I am sick of my poor crazy mind having to endure the political fever dream.
I am sick of the ice bergs breaking off. Goddamn icebergs. They say God created the world, but duct tape holds it together, so why can’t someone figure out how to duct tape the ice field back together? I don’t want this to be my grandchild’s reality. I object!
I am sick to death of my teeth, of having my Liverpudlian mother’s crummy teeth, that are basically, now, at 63, pretty much like the ice bergs. It would have been so much skin off God’s nose to give me good teeth? I bet Jeff Sessions could pull a cart with his.
I am sick of my dog Bodhi being dead. I am sick of Obama not being president anymore.

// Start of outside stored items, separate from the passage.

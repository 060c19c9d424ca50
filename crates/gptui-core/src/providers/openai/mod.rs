//! OpenAI-compatible Chat Completions API.

mod chat_completions;
pub mod sse;
pub mod types;

pub use chat_completions::{ChatClient, ChunkStream};
pub use types::{
    CompletionChoice, CompletionRequest, CompletionResponse, Delta, StreamChoice, StreamChunk,
    Usage,
};
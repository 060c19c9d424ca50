//! Pure view functions for the TUI.
//!
//! Functions here take `&AppState`, draw to a ratatui `Frame`, and never
//! mutate state or return effects.

use gptui_core::providers::ChatError;
use ratatui::Frame;
use ratatui::layout::{Alignment, Constraint, Direction, Layout as RatatuiLayout, Position, Rect};
use ratatui::style::{Color, Modifier, Style};
use ratatui::text::{Line, Span};
use ratatui::widgets::{Block, Borders, Clear, Paragraph};
use unicode_width::UnicodeWidthStr;

use crate::layout::{HORIZONTAL_MARGIN, INPUT_HEIGHT, Layout};
use crate::state::{AppState, ChatMode};
use crate::statusline::status_line;
use crate::transcript::{LineKind, TranscriptLine};

/// Spinner frames shown in place of the editor while a turn runs.
const SPINNER_FRAMES: &[&str] = &["⠋", "⠙", "⠹", "⠸", "⠼", "⠴", "⠦", "⠧", "⠇", "⠏"];

/// Ticks per spinner frame.
const SPINNER_SPEED_DIVISOR: usize = 2;

const SHORT_HELP: &str = "enter send · ctrl+l multi-line · ctrl+h help · esc cancel · ctrl+c quit";

const FULL_HELP: &[(&str, &str)] = &[
    ("enter", "send message"),
    ("alt+enter", "insert newline"),
    ("ctrl+l", "toggle multi-line input"),
    ("pgup / pgdn", "scroll transcript"),
    ("ctrl+home / ctrl+end", "jump to top / bottom"),
    ("esc", "cancel running request"),
    ("ctrl+h / F1", "toggle this help"),
    ("ctrl+c", "quit"),
];

/// Renders the entire TUI to the frame.
pub fn render(app: &AppState, frame: &mut Frame) {
    let area = frame.area();
    let Ok(layout) = Layout::compute(area.width, area.height) else {
        return;
    };

    let margin = HORIZONTAL_MARGIN / 2;
    let chunks = RatatuiLayout::default()
        .direction(Direction::Vertical)
        .constraints([
            Constraint::Length(1),                        // Top margin
            Constraint::Length(layout.transcript_height), // Transcript
            Constraint::Length(1),                        // Gap
            Constraint::Length(1),                        // Error
            Constraint::Length(INPUT_HEIGHT + 2),         // Input (bordered)
            Constraint::Length(1),                        // Status
            Constraint::Length(1),                        // Help
            Constraint::Length(1),                        // Bottom margin
        ])
        .split(area);
    let inset = |rect: Rect| Rect {
        x: rect.x + margin,
        width: rect.width.saturating_sub(margin * 2),
        ..rect
    };

    let transcript_area = inset(chunks[1]);
    render_transcript(app, frame, transcript_area);
    render_error(app.last_error.as_ref(), frame, inset(chunks[3]));
    if app.mode.is_running() {
        render_spinner(app, frame, inset(chunks[4]));
    } else {
        render_input(app, frame, inset(chunks[4]));
    }
    render_status(app, frame, inset(chunks[5]));
    frame.render_widget(
        Paragraph::new(Span::styled(SHORT_HELP, Style::default().fg(Color::DarkGray))),
        inset(chunks[6]),
    );

    if app.show_help {
        render_help(frame, transcript_area);
    }
}

fn render_transcript(app: &AppState, frame: &mut Frame, area: Rect) {
    let lines = app.transcript_lines();
    let height = usize::from(area.height);
    let max_offset = lines.len().saturating_sub(height);
    let offset = if app.transcript.is_following() {
        max_offset
    } else {
        app.transcript.offset(height).min(max_offset)
    };

    let visible: Vec<Line<'static>> = lines
        .iter()
        .skip(offset)
        .take(height)
        .map(styled_line)
        .collect();

    // Content is already wrapped to the transcript width
    frame.render_widget(Paragraph::new(visible), area);
}

fn styled_line(line: &TranscriptLine) -> Line<'static> {
    let style = match line.kind {
        LineKind::Title => Style::default()
            .fg(Color::Cyan)
            .add_modifier(Modifier::BOLD),
        LineKind::Hint => Style::default().fg(Color::DarkGray),
        LineKind::UserLabel => Style::default()
            .fg(Color::Green)
            .add_modifier(Modifier::BOLD),
        LineKind::AssistantLabel => Style::default()
            .fg(Color::Magenta)
            .add_modifier(Modifier::BOLD),
        LineKind::Body | LineKind::Blank => Style::default(),
    };
    Line::from(Span::styled(line.text.clone(), style))
}

fn render_error(error: Option<&ChatError>, frame: &mut Frame, area: Rect) {
    let Some(error) = error else {
        return;
    };
    let text = format!("Error: {error}");
    frame.render_widget(
        Paragraph::new(Span::styled(text, Style::default().fg(Color::Red))),
        area,
    );
}

fn render_input(app: &AppState, frame: &mut Frame, area: Rect) {
    let title = if app.input.multiline {
        " Message (multi-line) "
    } else {
        " Message "
    };
    let block = Block::default()
        .borders(Borders::ALL)
        .border_style(Style::default().fg(Color::DarkGray))
        .title(title);
    let inner = block.inner(area);

    let buffer = &app.input.buffer;
    let (row, col) = buffer.cursor();
    let lines = buffer.lines();
    let cursor_line = lines.get(row).copied().unwrap_or_default();
    let cursor_x = cursor_line
        .char_indices()
        .nth(col)
        .map_or(cursor_line, |(byte, _)| &cursor_line[..byte])
        .width();

    // Keep the cursor inside the inner area
    let scroll_y = row.saturating_sub(usize::from(inner.height.saturating_sub(1)));
    let scroll_x = cursor_x.saturating_sub(usize::from(inner.width.saturating_sub(1)));
    let scroll = (
        u16::try_from(scroll_y).unwrap_or(u16::MAX),
        u16::try_from(scroll_x).unwrap_or(u16::MAX),
    );

    let lines: Vec<Line<'_>> = lines.into_iter().map(Line::raw).collect();
    frame.render_widget(Paragraph::new(lines).block(block).scroll(scroll), area);

    if inner.width > 0 && inner.height > 0 {
        let x = u16::try_from(cursor_x - scroll_x).unwrap_or(u16::MAX);
        let y = u16::try_from(row - scroll_y).unwrap_or(u16::MAX);
        frame.set_cursor_position(Position::new(inner.x + x, inner.y + y));
    }
}

fn render_spinner(app: &AppState, frame: &mut Frame, area: Rect) {
    let index = (app.spinner_frame / SPINNER_SPEED_DIVISOR) % SPINNER_FRAMES.len();
    let (label, color) = match app.mode {
        ChatMode::Streaming { .. } => ("Streaming...", Color::Cyan),
        _ => ("Waiting for response...", Color::Yellow),
    };
    let line = Line::from(vec![
        Span::styled(SPINNER_FRAMES[index], Style::default().fg(color)),
        Span::raw(" "),
        Span::styled(label, Style::default().fg(color)),
        Span::raw("  "),
        Span::styled("esc", Style::default().fg(Color::DarkGray)),
        Span::raw(" to cancel"),
    ]);
    let block = Block::default()
        .borders(Borders::ALL)
        .border_style(Style::default().fg(Color::DarkGray));
    frame.render_widget(Paragraph::new(line).block(block), area);
}

fn render_status(app: &AppState, frame: &mut Frame, area: Rect) {
    let status = status_line(&app.settings, &app.history, app.last_usage.as_ref());
    let style = if status.over_budget {
        Style::default().fg(Color::Yellow)
    } else {
        Style::default().fg(Color::DarkGray)
    };
    frame.render_widget(
        Paragraph::new(Span::styled(status.text, style)).alignment(Alignment::Left),
        area,
    );
}

fn render_help(frame: &mut Frame, area: Rect) {
    let key_width = FULL_HELP
        .iter()
        .map(|(key, _)| key.width())
        .max()
        .unwrap_or_default();
    let lines: Vec<Line<'static>> = FULL_HELP
        .iter()
        .map(|(key, action)| {
            Line::from(vec![
                Span::styled(
                    format!("{key:<key_width$}  "),
                    Style::default().fg(Color::Cyan),
                ),
                Span::raw(*action),
            ])
        })
        .collect();

    let content_width = lines.iter().map(Line::width).max().unwrap_or_default();
    let width = u16::try_from(content_width + 4)
        .unwrap_or(u16::MAX)
        .min(area.width);
    let height = u16::try_from(lines.len() + 2)
        .unwrap_or(u16::MAX)
        .min(area.height);
    let popup = Rect::new(
        area.x + (area.width - width) / 2,
        area.y + (area.height - height) / 2,
        width,
        height,
    );

    frame.render_widget(Clear, popup);
    let block = Block::default()
        .borders(Borders::ALL)
        .border_style(Style::default().fg(Color::Cyan))
        .title(" Keys ")
        .title_style(Style::default().fg(Color::Cyan).add_modifier(Modifier::BOLD));
    frame.render_widget(Paragraph::new(lines).block(block), popup);
}

#[cfg(test)]
mod tests {
    use gptui_core::config::{ChatSettings, Config, Overrides};
    use gptui_core::providers::Message;
    use ratatui::Terminal;
    use ratatui::backend::TestBackend;

    use super::*;

    fn app(history: Vec<Message>) -> AppState {
        let settings = ChatSettings::resolve_with_env(
            &Config::default(),
            Overrides {
                api_key: Some("sk-test".to_string()),
                ..Overrides::default()
            },
            |_| None,
        )
        .unwrap();
        let mut app = AppState::new(settings, history);
        app.layout = Layout::compute(80, 24).ok();
        app.refresh_transcript();
        app
    }

    fn draw(app: &AppState, width: u16, height: u16) -> String {
        let mut terminal = Terminal::new(TestBackend::new(width, height)).unwrap();
        terminal.draw(|frame| render(app, frame)).unwrap();
        let buffer = terminal.backend().buffer();
        let mut screen = String::new();
        for y in 0..buffer.area.height {
            for x in 0..buffer.area.width {
                screen.push_str(buffer[(x, y)].symbol());
            }
            screen.push('\n');
        }
        screen
    }

    #[test]
    fn test_welcome_shown_for_empty_history() {
        let screen = draw(&app(Vec::new()), 80, 24);
        assert!(screen.contains("ChatGPT Terminal UI"));
        assert!(screen.contains("Model: gpt-3.5-turbo"));
        assert!(screen.contains("enter send"));
    }

    #[test]
    fn test_history_and_error_rendered() {
        let mut app = app(vec![Message::user("hello"), Message::assistant("Hi!")]);
        app.last_error = Some(ChatError::EmptyResponse);

        let screen = draw(&app, 80, 24);

        assert!(screen.contains("You"));
        assert!(screen.contains("Hi!"));
        assert!(screen.contains("Error: Response contained no choices"));
        assert!(!screen.contains("ChatGPT Terminal UI"));
    }

    #[test]
    fn test_latest_lines_visible_when_following() {
        let history: Vec<Message> = (0..30)
            .map(|i| Message::user(format!("message {i}")))
            .collect();
        let screen = draw(&app(history), 80, 24);
        assert!(screen.contains("message 29"));
        assert!(!screen.contains("message 0"));
    }

    #[test]
    fn test_help_popup() {
        let mut app = app(Vec::new());
        app.show_help = true;
        let screen = draw(&app, 80, 24);
        assert!(screen.contains("Keys"));
        assert!(screen.contains("toggle multi-line input"));
    }

    #[test]
    fn test_too_small_draws_nothing() {
        let screen = draw(&app(Vec::new()), 80, 10);
        assert!(screen.trim().is_empty());
    }
}
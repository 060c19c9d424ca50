mod cli;

fn main() {
    if let Err(e) = cli::run() {
        eprintln!("{e:#}");
        std::process::exit(1);
    }
}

I leave for church an hour, hoping to hear the exact right thing, that will neutralize my feelings of doom and disbelief. The exact right things will be the words love and mercy. That energy inside me, that surrounds me and guides me, and pools at my feet, that heart energy of compassion and loving kindness and goodness, that are synonyms for mercy, and synonyms for God. That force of Love that lowers the mental viral load in me, that surrounds me, the viral load of lies and bullying that is spewed out daily by one of our special friends whom I am too polite to name.

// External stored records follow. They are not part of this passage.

//! Provider-agnostic chat types and errors.

use std::fmt;

use serde::{Deserialize, Serialize};
use serde_json::Value;

use crate::transport::TransportError;

/// Speaker of a message.
#[derive(Debug, Clone, Copy, PartialEq, Eq, Hash, Serialize, Deserialize)]
#[serde(rename_all = "lowercase")]
pub enum Role {
    System,
    User,
    Assistant,
}

impl fmt::Display for Role {
    fn fmt(&self, f: &mut fmt::Formatter<'_>) -> fmt::Result {
        match self {
            Role::System => write!(f, "system"),
            Role::User => write!(f, "user"),
            Role::Assistant => write!(f, "assistant"),
        }
    }
}

/// A single chat message. Never mutated once appended to history.
#[derive(Debug, Clone, PartialEq, Eq, Serialize, Deserialize)]
pub struct Message {
    pub role: Role,
    pub content: String,
}

impl Message {
    pub fn new(role: Role, content: impl Into<String>) -> Self {
        Self {
            role,
            content: content.into(),
        }
    }

    pub fn system(content: impl Into<String>) -> Self {
        Self::new(Role::System, content)
    }

    pub fn user(content: impl Into<String>) -> Self {
        Self::new(Role::User, content)
    }

    pub fn assistant(content: impl Into<String>) -> Self {
        Self::new(Role::Assistant, content)
    }
}

/// Errors produced while running a turn.
#[derive(Debug, Clone, PartialEq)]
pub enum ChatError {
    /// No API key configured. Raised before any request is made.
    Auth,
    /// Connection, timeout or body read failure
    Transport(TransportError),
    /// Non-200 response
    HttpStatus {
        status: u16,
        body: String,
    },
    /// Malformed JSON in a response or stream event
    Decode(String),
    /// Response or stream event without any choices
    EmptyResponse,
    /// Turn aborted by the user
    Cancelled,
}

impl ChatError {
    pub fn http_status(status: u16, body: impl Into<String>) -> Self {
        Self::HttpStatus {
            status,
            body: body.into(),
        }
    }

    pub fn decode(err: &serde_json::Error) -> Self {
        Self::Decode(err.to_string())
    }

    /// Short category name used in logs.
    pub fn kind(&self) -> &'static str {
        match self {
            ChatError::Auth => "auth",
            ChatError::Transport(_) => "transport",
            ChatError::HttpStatus { .. } => "http_status",
            ChatError::Decode(_) => "decode",
            ChatError::EmptyResponse => "empty_response",
            ChatError::Cancelled => "cancelled",
        }
    }
}

/// Pulls `error.message` out of an OpenAI-style error body, if present.
fn api_error_message(body: &str) -> Option<String> {
    let json = serde_json::from_str::<Value>(body).ok()?;
    let error = json.get("error")?;
    error
        .get("message")
        .and_then(Value::as_str)
        .or_else(|| error.as_str())
        .map(str::to_string)
}

impl fmt::Display for ChatError {
    fn fmt(&self, f: &mut fmt::Formatter<'_>) -> fmt::Result {
        match self {
            ChatError::Auth => write!(
                f,
                "API key is not set. Set OPENAI_API_KEY or pass --openai-api-key"
            ),
            ChatError::Transport(err) => write!(f, "{err}"),
            ChatError::HttpStatus { status, body } => match api_error_message(body) {
                Some(message) => write!(f, "status code: {status}, error: {message}"),
                None => write!(f, "status code: {status}, body: {}", body.trim()),
            },
            ChatError::Decode(message) => write!(f, "Failed to decode response: {message}"),
            ChatError::EmptyResponse => write!(f, "Response contained no choices"),
            ChatError::Cancelled => write!(f, "Request cancelled"),
        }
    }
}

impl std::error::Error for ChatError {
    fn source(&self) -> Option<&(dyn std::error::Error + 'static)> {
        match self {
            ChatError::Transport(err) => Some(err),
            _ => None,
        }
    }
}

impl From<TransportError> for ChatError {
    fn from(err: TransportError) -> Self {
        ChatError::Transport(err)
    }
}

/// Result type for chat operations.
pub type ChatResult<T> = std::result::Result<T, ChatError>;

#[cfg(test)]
mod tests {
    use super::*;

    #[test]
    fn test_role_serializes_lowercase() {
        let json = serde_json::to_string(&Message::assistant("hi")).unwrap();
        assert_eq!(json, r#"{"role":"assistant","content":"hi"}"#);
    }

    #[test]
    fn test_unknown_role_is_rejected() {
        let result = serde_json::from_str::<Message>(r#"{"role":"tool","content":"x"}"#);
        assert!(result.is_err());
    }

    #[test]
    fn test_http_status_display_extracts_message() {
        let err = ChatError::http_status(
            401,
            r#"{"error":{"message":"Incorrect API key provided","type":"invalid_request_error"}}"#,
        );
        assert_eq!(
            err.to_string(),
            "status code: 401, error: Incorrect API key provided"
        );
    }

    #[test]
    fn test_http_status_display_string_error() {
        let err = ChatError::http_status(429, r#"{"error":"rate limited"}"#);
        assert_eq!(err.to_string(), "status code: 429, error: rate limited");
    }

    #[test]
    fn test_http_status_display_raw_body() {
        let err = ChatError::http_status(502, "Bad Gateway\n");
        assert_eq!(err.to_string(), "status code: 502, body: Bad Gateway");
    }
}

(Pope Francisco wrote a book called The Name of God is Mercy–he stole the title from me! While I was sleeping! With a straw inserted through an ear into my brain pan. OK! OK! I can see that this is paranoia on my part. But at least, he thought it up first, the best title ever, which I am still a little bitter about.)
I will hear the word mercy in at least one song, and will remember the dozens of times on my book tour when people in audiences extended mercy to each other, after people in the Q and A’s had expressed grief and terror about what was going on in their lives, and in their nation. People held nearby strangers, and people accepted these hugs. People cried hearing about other people’s troubles–this is what mercy means, a heart for each other’S troubles. People got each other’s email addresses so they could follow up on prayer or simple caring or continuing to listen. People–strangers–bonded over having lost loved ones, over wanting to form writing groups, or wanting to form resistance groups. People SANG together.

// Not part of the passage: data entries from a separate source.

//! In-memory Request Store
//!
//! Requests live in a `DashMap`, whose shard locks give per-id mutual exclusion:
//! an update holds the entry's write guard for the whole read-modify-write.

use super::types::{Finish, Request, RequestId, RequestStatus, now_ms};
use super::{RequestStore, StoreError, StoreResult};
use crate::analysis::AnalysisResult;

use async_trait::async_trait;
use dashmap::DashMap;

#[derive(Default)]
pub struct MemoryRequestStore {
    requests: DashMap<RequestId, Request>,
}

impl MemoryRequestStore {
    pub fn new() -> Self {
        Self::default()
    }

    pub fn len(&self) -> usize {
        self.requests.len()
    }

    pub fn is_empty(&self) -> bool {
        self.requests.is_empty()
    }
}

#[async_trait]
impl RequestStore for MemoryRequestStore {
    async fn create(&self, text: &str) -> StoreResult<Request> {
        if text.is_empty() {
            return Err(StoreError::EmptyInput);
        }

        let request = Request {
            id: RequestId::new(),
            text: text.to_string(),
            status: RequestStatus::InProcess,
            result: None,
            created_at: now_ms(),
        };
        self.requests.insert(request.id, request.clone());

        tracing::debug!("Stored request {}", request.id);
        Ok(request)
    }

    async fn update(
        &self,
        id: &RequestId,
        status: RequestStatus,
        result: Option<AnalysisResult>,
    ) -> StoreResult<Request> {
        let mut entry = self
            .requests
            .get_mut(id)
            .ok_or(StoreError::NotFound(*id))?;

        entry.apply(status, result);
        Ok(entry.clone())
    }

    async fn get(&self, id: &RequestId) -> StoreResult<Request> {
        self.requests
            .get(id)
            .map(|entry| entry.value().clone())
            .ok_or(StoreError::NotFound(*id))
    }

    async fn finish(
        &self,
        id: &RequestId,
        status: RequestStatus,
        result: Option<AnalysisResult>,
    ) -> StoreResult<Finish> {
        let mut entry = self
            .requests
            .get_mut(id)
            .ok_or(StoreError::NotFound(*id))?;

        if entry.status.is_terminal() {
            return Ok(Finish::AlreadyTerminal(entry.clone()));
        }

        entry.apply(status, result);
        Ok(Finish::Applied(entry.clone()))
    }

    async fn in_process_older_than(&self, cutoff_ms: u64) -> Vec<Request> {
        self.requests
            .iter()
            .filter(|entry| {
                entry.status == RequestStatus::InProcess && entry.created_at < cutoff_ms
            })
            .map(|entry| entry.value().clone())
            .collect()
    }
}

I will hear the words hope and mercy today, and I will talk about them with my Sunday School kids. I will talk to them about what living in our hearts means, and how we get there, through taking merciful actions, and horribly, receiving merciful actions from people who love us, or strangers. I will take them outside and have them look up and around and into each other’s, for th and beauty and medicine of nature. I will tell them some sill stories, because like grief, laughter is the way home. And the two most important things for today? We will overeat together; oh the joy. And we will create a wild art project, because creation is home, co-creation with God and children is home, art and creation and newness are where we find hope, and to feel hope again is proof of mercy. One of the kids will make a terrible mess, it is inevitable, and this will make us laugh, which is maybe the exact thing I need to hear today, a few people, all ages and colors, laughing, making friendly messes together.